_PROBLEM REQUIREMENTS_
Number of lines with "anything" in the data: give that figure by itself.

_RECORDS SHOWN_
//! Stand-up commands: daily tasks and impediments

use anyhow::Result;
use clap::Subcommand;

use super::{parse_flag, Context, Names};
use crate::models::*;
use crate::output::{or_dash, print_table, yes_no};

#[derive(Subcommand)]
pub enum DailyTaskCommands {
    /// Record what a resource is working on
    Create {
        #[arg(long)]
        project_id: i64,

        #[arg(long)]
        resource_id: i64,

        #[arg(long)]
        title: String,

        /// dd/MM/yyyy
        #[arg(long)]
        end_date: Option<String>,
    },

    /// List daily tasks; filters combine
    List {
        #[arg(long)]
        id: Option<i64>,

        #[arg(long)]
        project_id: Option<i64>,

        #[arg(long)]
        resource_id: Option<i64>,

        #[arg(long)]
        title: Option<String>,

        #[arg(long, value_parser = parse_flag)]
        active: Option<bool>,
    },

    /// Update a daily task
    Update {
        #[arg(long)]
        id: i64,

        #[arg(long)]
        title: Option<String>,

        /// dd/MM/yyyy; an empty value clears it
        #[arg(long)]
        end_date: Option<String>,

        #[arg(long, value_parser = parse_flag)]
        active: Option<bool>,
    },
}

#[derive(Subcommand)]
pub enum ImpedimentCommands {
    /// Record an impediment
    Create {
        #[arg(long)]
        project_id: i64,

        #[arg(long)]
        resource_id: i64,

        #[arg(long)]
        impediment: String,

        #[arg(long)]
        explanation: String,
    },

    /// List impediments; filters combine
    List {
        #[arg(long)]
        id: Option<i64>,

        #[arg(long)]
        project_id: Option<i64>,

        #[arg(long)]
        resource_id: Option<i64>,

        /// Case-insensitive substring of the impediment
        #[arg(long)]
        text: Option<String>,

        #[arg(long, value_parser = parse_flag)]
        active: Option<bool>,
    },

    /// Update an impediment
    Update {
        #[arg(long)]
        id: i64,

        #[arg(long)]
        impediment: Option<String>,

        #[arg(long)]
        explanation: Option<String>,

        /// dd/MM/yyyy; an empty value clears it
        #[arg(long)]
        end_date: Option<String>,

        #[arg(long, value_parser = parse_flag)]
        active: Option<bool>,
    },
}

pub fn run_tasks(cmd: DailyTaskCommands, ctx: &Context) -> Result<()> {
    let tracker = &ctx.tracker;
    let tasks = match cmd {
        DailyTaskCommands::Create {
            project_id,
            resource_id,
            title,
            end_date,
        } => {
            let task = tracker.create_daily_task(CreateDailyTaskInput {
                project_id,
                resource_id,
                title,
                created_at: None,
                end_date,
                active: None,
            })?;
            println!("Created daily task {}", task.id);
            vec![task]
        }
        DailyTaskCommands::List {
            id,
            project_id,
            resource_id,
            title,
            active,
        } => tracker.list_daily_tasks(&DailyTaskFilter {
            id,
            project_id,
            resource_id,
            active,
            title,
        })?,
        DailyTaskCommands::Update {
            id,
            title,
            end_date,
            active,
        } => {
            let task = tracker.update_daily_task(
                id,
                UpdateDailyTaskInput {
                    title,
                    end_date,
                    active,
                },
            )?;
            println!("Updated daily task {}", task.id);
            vec![task]
        }
    };

    let projects = Names::projects(tracker)?;
    let resources = Names::resources(tracker)?;
    let rows: Vec<Vec<String>> = tasks
        .iter()
        .map(|t| {
            vec![
                t.id.to_string(),
                projects.get(t.project_id),
                resources.get(t.resource_id),
                t.title.clone(),
                t.created_at.clone(),
                or_dash(t.end_date.as_deref()),
                yes_no(t.active),
            ]
        })
        .collect();
    print_table(
        &["id", "project", "resource", "title", "created", "end", "active"],
        &rows,
    );
    Ok(())
}

pub fn run_impediments(cmd: ImpedimentCommands, ctx: &Context) -> Result<()> {
    let tracker = &ctx.tracker;
    let impediments = match cmd {
        ImpedimentCommands::Create {
            project_id,
            resource_id,
            impediment,
            explanation,
        } => {
            let row = tracker.create_impediment(CreateImpedimentInput {
                project_id,
                resource_id,
                impediment,
                explanation,
                created_at: None,
                end_date: None,
                active: None,
            })?;
            println!("Created impediment {}", row.id);
            vec![row]
        }
        ImpedimentCommands::List {
            id,
            project_id,
            resource_id,
            text,
            active,
        } => tracker.list_impediments(&ImpedimentFilter {
            id,
            project_id,
            resource_id,
            active,
            text,
        })?,
        ImpedimentCommands::Update {
            id,
            impediment,
            explanation,
            end_date,
            active,
        } => {
            let row = tracker.update_impediment(
                id,
                UpdateImpedimentInput {
                    impediment,
                    explanation,
                    end_date,
                    active,
                },
            )?;
            println!("Updated impediment {}", row.id);
            vec![row]
        }
    };

    let projects = Names::projects(tracker)?;
    let resources = Names::resources(tracker)?;
    let rows: Vec<Vec<String>> = impediments
        .iter()
        .map(|i| {
            vec![
                i.id.to_string(),
                projects.get(i.project_id),
                resources.get(i.resource_id),
                i.impediment.clone(),
                i.explanation.clone(),
                or_dash(i.end_date.as_deref()),
                yes_no(i.active),
            ]
        })
        .collect();
    print_table(
        &[
            "id",
            "project",
            "resource",
            "impediment",
            "explanation",
            "end",
            "active",
        ],
        &rows,
    );
    Ok(())
}
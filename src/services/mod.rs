//! Validating facade over the entity store.
//!
//! [`Tracker`] is what the command layer talks to. It checks required fields,
//! date syntax and referenced rows before anything reaches [`Database`], and
//! turns "no such row" into [`ServiceError::NotFound`].

mod daily;
mod projects;
mod resources;
mod tasks;

use thiserror::Error;

use crate::dates;
use crate::db::Database;

#[derive(Debug, Error)]
pub enum ServiceError {
    #[error("{0}")]
    Validation(String),

    #[error("{entity} with id {id} not found")]
    NotFound { entity: &'static str, id: i64 },

    #[error(transparent)]
    Store(#[from] anyhow::Error),
}

pub type ServiceResult<T> = Result<T, ServiceError>;

#[derive(Clone)]
pub struct Tracker {
    db: Database,
}

impl Tracker {
    pub fn new(db: Database) -> Self {
        Self { db }
    }

    pub fn database(&self) -> &Database {
        &self.db
    }

    fn require_project(&self, id: i64) -> ServiceResult<()> {
        match self.db.get_project(id)? {
            Some(_) => Ok(()),
            None => Err(ServiceError::NotFound {
                entity: "Project",
                id,
            }),
        }
    }

    fn require_resource(&self, id: i64) -> ServiceResult<()> {
        match self.db.get_resource(id)? {
            Some(_) => Ok(()),
            None => Err(ServiceError::NotFound {
                entity: "Resource",
                id,
            }),
        }
    }

    fn require_task(&self, id: i64) -> ServiceResult<()> {
        match self.db.get_task(id)? {
            Some(_) => Ok(()),
            None => Err(ServiceError::NotFound { entity: "Task", id }),
        }
    }
}

fn not_found(entity: &'static str, id: i64) -> ServiceError {
    ServiceError::NotFound { entity, id }
}

/// Reject a missing or whitespace-only required text field.
fn require_text(field: &str, value: &str) -> ServiceResult<()> {
    if value.trim().is_empty() {
        return Err(ServiceError::Validation(format!("{} is required", field)));
    }
    Ok(())
}

/// An update may leave a required field alone, but not blank it.
fn require_text_if_set(field: &str, value: Option<&str>) -> ServiceResult<()> {
    match value {
        Some(value) => require_text(field, value),
        None => Ok(()),
    }
}

/// Empty means "no date"; anything else must be `dd/MM/yyyy`.
fn check_date(field: &str, value: Option<&str>) -> ServiceResult<()> {
    match value {
        Some(value) if !value.is_empty() => dates::parse_date(value)
            .map(|_| ())
            .map_err(|e| ServiceError::Validation(format!("{}: {}", field, e))),
        _ => Ok(()),
    }
}
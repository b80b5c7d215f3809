use super::*;
use crate::models::*;

impl Tracker {
    // ============================================================
    // Tasks
    // ============================================================

    pub fn create_task(&self, input: CreateTaskInput) -> ServiceResult<Task> {
        require_text("title", &input.title)?;
        self.require_project(input.project_id)?;
        check_date("created_at", input.created_at.as_deref())?;
        check_date("end_date", input.end_date.as_deref())?;

        let task = self.db.create_task(input)?;
        tracing::info!(id = task.id, project_id = task.project_id, "Created task");
        Ok(task)
    }

    pub fn list_tasks(&self, filter: &TaskFilter) -> ServiceResult<Vec<Task>> {
        Ok(self.db.filter_tasks(filter)?)
    }

    pub fn get_task(&self, id: i64) -> ServiceResult<Task> {
        self.db.get_task(id)?.ok_or_else(|| not_found("Task", id))
    }

    /// `end_date: Some("")` reopens the task.
    pub fn update_task(&self, id: i64, input: UpdateTaskInput) -> ServiceResult<Task> {
        require_text_if_set("title", input.title.as_deref())?;
        require_text_if_set("priority", input.priority.as_deref())?;
        check_date("end_date", input.end_date.as_deref())?;

        self.db
            .update_task(id, input)?
            .ok_or_else(|| not_found("Task", id))
    }

    pub fn delete_task(&self, id: i64) -> ServiceResult<()> {
        if !self.db.delete_task(id)? {
            return Err(not_found("Task", id));
        }
        Ok(())
    }

    // ============================================================
    // Resource ↔ Task assignments
    // ============================================================

    pub fn assign_resource_to_task(
        &self,
        input: CreateResourceTaskInput,
    ) -> ServiceResult<ResourceTask> {
        self.require_task(input.task_id)?;
        self.require_resource(input.resource_id)?;
        check_date("assigned_at", input.assigned_at.as_deref())?;

        if self
            .db
            .find_resource_task(input.task_id, input.resource_id)?
            .is_some()
        {
            return Err(ServiceError::Validation(format!(
                "Resource {} is already assigned to task {}",
                input.resource_id, input.task_id
            )));
        }

        Ok(self.db.create_resource_task(input)?)
    }

    pub fn list_resource_tasks(
        &self,
        task_id: Option<i64>,
        resource_id: Option<i64>,
    ) -> ServiceResult<Vec<ResourceTask>> {
        let rows = match (task_id, resource_id) {
            (Some(task_id), Some(resource_id)) => self
                .db
                .find_resource_task(task_id, resource_id)?
                .into_iter()
                .collect(),
            (Some(task_id), None) => self.db.get_resource_tasks_by_task(task_id)?,
            (None, Some(resource_id)) => self.db.get_resource_tasks_by_resource(resource_id)?,
            (None, None) => self.db.get_all_resource_tasks()?,
        };
        Ok(rows)
    }

    pub fn get_resource_task(&self, id: i64) -> ServiceResult<ResourceTask> {
        self.db
            .get_resource_task(id)?
            .ok_or_else(|| not_found("ResourceTask", id))
    }

    pub fn update_resource_task(
        &self,
        id: i64,
        input: UpdateResourceTaskInput,
    ) -> ServiceResult<ResourceTask> {
        let existing = self.get_resource_task(id)?;
        if let Some(task_id) = input.task_id {
            self.require_task(task_id)?;
        }
        if let Some(resource_id) = input.resource_id {
            self.require_resource(resource_id)?;
        }
        check_date("assigned_at", input.assigned_at.as_deref())?;

        let task_id = input.task_id.unwrap_or(existing.task_id);
        let resource_id = input.resource_id.unwrap_or(existing.resource_id);
        if let Some(other) = self.db.find_resource_task(task_id, resource_id)? {
            if other.id != id {
                return Err(ServiceError::Validation(format!(
                    "Resource {} is already assigned to task {}",
                    resource_id, task_id
                )));
            }
        }

        self.db
            .update_resource_task(id, input)?
            .ok_or_else(|| not_found("ResourceTask", id))
    }

    pub fn delete_resource_task(&self, id: i64) -> ServiceResult<()> {
        if !self.db.delete_resource_task(id)? {
            return Err(not_found("ResourceTask", id));
        }
        Ok(())
    }
}
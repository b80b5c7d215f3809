//! Resource assignment commands (to projects and to tasks)

use anyhow::Result;
use clap::Subcommand;

use super::{Context, Names};
use crate::models::*;
use crate::output::print_table;

#[derive(Subcommand)]
pub enum ResourceProjectCommands {
    /// Assign a resource to a project
    Create {
        #[arg(long)]
        project_id: i64,

        #[arg(long)]
        resource_id: i64,
    },

    /// List assignments, optionally narrowed
    List {
        #[arg(long)]
        project_id: Option<i64>,

        #[arg(long)]
        resource_id: Option<i64>,
    },

    /// Move an assignment
    Update {
        #[arg(long)]
        id: i64,

        #[arg(long)]
        project_id: Option<i64>,

        #[arg(long)]
        resource_id: Option<i64>,
    },
}

#[derive(Subcommand)]
pub enum ResourceTaskCommands {
    /// Assign a resource to a task
    Create {
        #[arg(long)]
        task_id: i64,

        #[arg(long)]
        resource_id: i64,
    },

    /// List assignments, optionally narrowed
    List {
        #[arg(long)]
        task_id: Option<i64>,

        #[arg(long)]
        resource_id: Option<i64>,
    },

    /// Move an assignment
    Update {
        #[arg(long)]
        id: i64,

        #[arg(long)]
        task_id: Option<i64>,

        #[arg(long)]
        resource_id: Option<i64>,
    },
}

pub fn run_project(cmd: ResourceProjectCommands, ctx: &Context) -> Result<()> {
    let tracker = &ctx.tracker;
    let assignments = match cmd {
        ResourceProjectCommands::Create {
            project_id,
            resource_id,
        } => {
            let row = tracker.assign_resource_to_project(CreateResourceProjectInput {
                project_id,
                resource_id,
                assigned_at: None,
            })?;
            println!("Created assignment {}", row.id);
            vec![row]
        }
        ResourceProjectCommands::List {
            project_id,
            resource_id,
        } => tracker.list_resource_projects(project_id, resource_id)?,
        ResourceProjectCommands::Update {
            id,
            project_id,
            resource_id,
        } => {
            let row = tracker.update_resource_project(
                id,
                UpdateResourceProjectInput {
                    project_id,
                    resource_id,
                    assigned_at: None,
                },
            )?;
            println!("Updated assignment {}", row.id);
            vec![row]
        }
    };

    let projects = Names::projects(tracker)?;
    let resources = Names::resources(tracker)?;
    let rows: Vec<Vec<String>> = assignments
        .iter()
        .map(|a| {
            vec![
                a.id.to_string(),
                projects.get(a.project_id),
                resources.get(a.resource_id),
                a.assigned_at.clone(),
            ]
        })
        .collect();
    print_table(&["id", "project", "resource", "assigned"], &rows);
    Ok(())
}

pub fn run_task(cmd: ResourceTaskCommands, ctx: &Context) -> Result<()> {
    let tracker = &ctx.tracker;
    let assignments = match cmd {
        ResourceTaskCommands::Create {
            task_id,
            resource_id,
        } => {
            let row = tracker.assign_resource_to_task(CreateResourceTaskInput {
                task_id,
                resource_id,
                assigned_at: None,
            })?;
            println!("Created assignment {}", row.id);
            vec![row]
        }
        ResourceTaskCommands::List {
            task_id,
            resource_id,
        } => tracker.list_resource_tasks(task_id, resource_id)?,
        ResourceTaskCommands::Update {
            id,
            task_id,
            resource_id,
        } => {
            let row = tracker.update_resource_task(
                id,
                UpdateResourceTaskInput {
                    task_id,
                    resource_id,
                    assigned_at: None,
                },
            )?;
            println!("Updated assignment {}", row.id);
            vec![row]
        }
    };

    let tasks = Names::tasks(tracker)?;
    let resources = Names::resources(tracker)?;
    let rows: Vec<Vec<String>> = assignments
        .iter()
        .map(|a| {
            vec![
                a.id.to_string(),
                tasks.get(a.task_id),
                resources.get(a.resource_id),
                a.assigned_at.clone(),
            ]
        })
        .collect();
    print_table(&["id", "task", "resource", "assigned"], &rows);
    Ok(())
}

_TASK OUTPUT_
2